▶ Input records
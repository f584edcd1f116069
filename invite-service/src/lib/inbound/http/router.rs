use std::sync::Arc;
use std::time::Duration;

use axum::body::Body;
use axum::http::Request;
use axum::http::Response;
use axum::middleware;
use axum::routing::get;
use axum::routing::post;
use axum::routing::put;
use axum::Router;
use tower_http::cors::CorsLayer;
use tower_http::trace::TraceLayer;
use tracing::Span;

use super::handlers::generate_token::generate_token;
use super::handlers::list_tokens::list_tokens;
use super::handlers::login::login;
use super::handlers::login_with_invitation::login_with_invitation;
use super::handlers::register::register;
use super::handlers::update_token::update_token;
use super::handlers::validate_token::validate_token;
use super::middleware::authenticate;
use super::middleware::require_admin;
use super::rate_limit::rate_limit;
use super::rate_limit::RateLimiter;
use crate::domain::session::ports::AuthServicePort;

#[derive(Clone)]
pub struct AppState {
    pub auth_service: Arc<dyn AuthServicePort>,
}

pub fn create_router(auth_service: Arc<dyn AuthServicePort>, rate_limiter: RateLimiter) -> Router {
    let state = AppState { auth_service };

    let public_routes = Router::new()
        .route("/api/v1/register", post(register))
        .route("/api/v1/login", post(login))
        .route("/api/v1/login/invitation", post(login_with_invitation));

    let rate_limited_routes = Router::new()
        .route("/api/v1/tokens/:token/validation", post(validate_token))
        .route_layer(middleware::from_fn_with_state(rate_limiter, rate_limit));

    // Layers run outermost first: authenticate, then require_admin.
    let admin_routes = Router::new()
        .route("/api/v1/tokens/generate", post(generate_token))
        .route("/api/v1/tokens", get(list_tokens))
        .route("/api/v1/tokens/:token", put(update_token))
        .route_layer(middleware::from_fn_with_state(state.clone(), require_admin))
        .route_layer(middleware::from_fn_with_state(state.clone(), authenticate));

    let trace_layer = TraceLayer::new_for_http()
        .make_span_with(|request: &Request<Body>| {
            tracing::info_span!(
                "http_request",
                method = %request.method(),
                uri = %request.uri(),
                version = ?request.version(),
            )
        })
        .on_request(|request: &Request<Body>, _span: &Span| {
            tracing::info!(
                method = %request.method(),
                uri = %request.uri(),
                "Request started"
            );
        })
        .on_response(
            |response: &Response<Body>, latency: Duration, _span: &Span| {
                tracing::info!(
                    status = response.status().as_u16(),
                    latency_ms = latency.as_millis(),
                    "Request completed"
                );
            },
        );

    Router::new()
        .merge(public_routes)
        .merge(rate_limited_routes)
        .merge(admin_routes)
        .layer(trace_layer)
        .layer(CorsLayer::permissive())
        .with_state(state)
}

▶ Description of the task
Exactly as they stand, repeat all the records.

▶ Exercise answer
repository f584edcd1f116069
filename invite-service/src/lib/inbound/http/router.rs
use std::sync::Arc;
use std::time::Duration;

use axum::body::Body;
use axum::http::Request;
use axum::http::Response;
use axum::middleware;
use axum::routing::get;
use axum::routing::post;
use axum::routing::put;
use axum::Router;
use tower_http::cors::CorsLayer;
use tower_http::trace::TraceLayer;
use tracing::Span;

use super::handlers::generate_token::generate_token;
use super::handlers::list_tokens::list_tokens;
use super::handlers::login::login;
use super::handlers::login_with_invitation::login_with_invitation;
use super::handlers::register::register;
use super::handlers::update_token::update_token;
use super::handlers::validate_token::validate_token;
use super::middleware::authenticate;
use super::middleware::require_admin;
use super::rate_limit::rate_limit;
use super::rate_limit::RateLimiter;
use crate::domain::session::ports::AuthServicePort;

#[derive(Clone)]
pub struct AppState {
    pub auth_service: Arc<dyn AuthServicePort>,
}

pub fn create_router(auth_service: Arc<dyn AuthServicePort>, rate_limiter: RateLimiter) -> Router {
    let state = AppState { auth_service };

    let public_routes = Router::new()
        .route("/api/v1/register", post(register))
        .route("/api/v1/login", post(login))
        .route("/api/v1/login/invitation", post(login_with_invitation));

    let rate_limited_routes = Router::new()
        .route("/api/v1/tokens/:token/validation", post(validate_token))
        .route_layer(middleware::from_fn_with_state(rate_limiter, rate_limit));

    // Layers run outermost first: authenticate, then require_admin.
    let admin_routes = Router::new()
        .route("/api/v1/tokens/generate", post(generate_token))
        .route("/api/v1/tokens", get(list_tokens))
        .route("/api/v1/tokens/:token", put(update_token))
        .route_layer(middleware::from_fn_with_state(state.clone(), require_admin))
        .route_layer(middleware::from_fn_with_state(state.clone(), authenticate));

    let trace_layer = TraceLayer::new_for_http()
        .make_span_with(|request: &Request<Body>| {
            tracing::info_span!(
                "http_request",
                method = %request.method(),
                uri = %request.uri(),
                version = ?request.version(),
            )
        })
        .on_request(|request: &Request<Body>, _span: &Span| {
            tracing::info!(
                method = %request.method(),
                uri = %request.uri(),
                "Request started"
            );
        })
        .on_response(
            |response: &Response<Body>, latency: Duration, _span: &Span| {
                tracing::info!(
                    status = response.status().as_u16(),
                    latency_ms = latency.as_millis(),
                    "Request completed"
                );
            },
        );

    Router::new()
        .merge(public_routes)
        .merge(rate_limited_routes)
        .merge(admin_routes)
        .layer(trace_layer)
        .layer(CorsLayer::permissive())
        .with_state(state)
}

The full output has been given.